* [Your goal]
Begin at the line below that has "the viewer session." and stop after the line that has "y, radians per reference frame.". Please restate only those lines, word for word.

* [Exercise material]
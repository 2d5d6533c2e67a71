use schemars::JsonSchema;
use serde::{Deserialize, Serialize};

#[derive(Debug, Clone, Serialize, Deserialize, PartialEq, JsonSchema)]
#[schemars(title = "Viewer", inline)]
#[serde(default)]
/// Interaction, idle-spin and projection parameters for the viewer session.
pub struct ViewerOptions {
    /// Radians of rotation per pixel of pointer drag.
    #[schemars(title = "Drag Sensitivity", range(min = 0.001, max = 0.05), extend("step" = 0.001))]
    pub drag_sensitivity: f32,
    /// Camera distance change per unit of scroll delta.
    #[schemars(title = "Zoom Sensitivity", range(min = 0.001, max = 0.1), extend("step" = 0.001))]
    pub zoom_sensitivity: f32,
    /// Idle rotation about x, radians per reference frame.
    #[schemars(title = "Idle Spin X", range(min = 0.0, max = 0.05), extend("step" = 0.001))]
    pub idle_spin_x: f32,
    /// Idle rotation about y, radians per reference frame.
    #[schemars(title = "Idle Spin Y", range(min = 0.0, max = 0.05), extend("step" = 0.001))]
    pub idle_spin_y: f32,
    /// Frame rate the idle spin is expressed against.
    #[schemars(skip)]
    pub reference_fps: f32,
    /// Closest allowed camera distance.
    #[schemars(skip)]
    pub min_distance: f32,
    /// Farthest allowed camera distance.
    #[schemars(skip)]
    pub max_distance: f32,
    /// Camera distance for a fresh session.
    #[schemars(title = "Initial Distance", range(min = 5.0, max = 30.0), extend("step" = 0.5))]
    pub initial_distance: f32,
    /// Vertical field of view in degrees.
    #[schemars(title = "Field of View", range(min = 20.0, max = 90.0), extend("step" = 1.0))]
    pub fovy: f32,
    /// Near clipping plane distance.
    #[schemars(skip)]
    pub znear: f32,
    /// Far clipping plane distance.
    #[schemars(skip)]
    pub zfar: f32,
}

impl Default for ViewerOptions {
    fn default() -> Self {
        Self {
            drag_sensitivity: 0.01,
            zoom_sensitivity: 0.01,
            idle_spin_x: 0.01,
            idle_spin_y: 0.01,
            reference_fps: 60.0,
            min_distance: 5.0,
            max_distance: 30.0,
            initial_distance: 15.0,
            fovy: 75.0,
            znear: 0.1,
            zfar: 1000.0,
        }
    }
}

impl ViewerOptions {
    /// Clamp a camera distance into `[min_distance, max_distance]`.
    ///
    /// A misconfigured range (min above max) collapses to `min_distance`,
    /// as does a NaN distance.
    #[must_use]
    pub fn clamp_distance(&self, distance: f32) -> f32 {
        if distance.is_nan() {
            return self.min_distance;
        }
        let max = self.max_distance.max(self.min_distance);
        distance.clamp(self.min_distance, max)
    }
}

* [Finished exercise]
/// Interaction, idle-spin and projection parameters for the viewer session.
pub struct ViewerOptions {
    /// Radians of rotation per pixel of pointer drag.
    #[schemars(title = "Drag Sensitivity", range(min = 0.001, max = 0.05), extend("step" = 0.001))]
    pub drag_sensitivity: f32,
    /// Camera distance change per unit of scroll delta.
    #[schemars(title = "Zoom Sensitivity", range(min = 0.001, max = 0.1), extend("step" = 0.001))]
    pub zoom_sensitivity: f32,
    /// Idle rotation about x, radians per reference frame.
    #[schemars(title = "Idle Spin X", range(min = 0.0, max = 0.05), extend("step" = 0.001))]
    pub idle_spin_x: f32,
    /// Idle rotation about y, radians per reference frame.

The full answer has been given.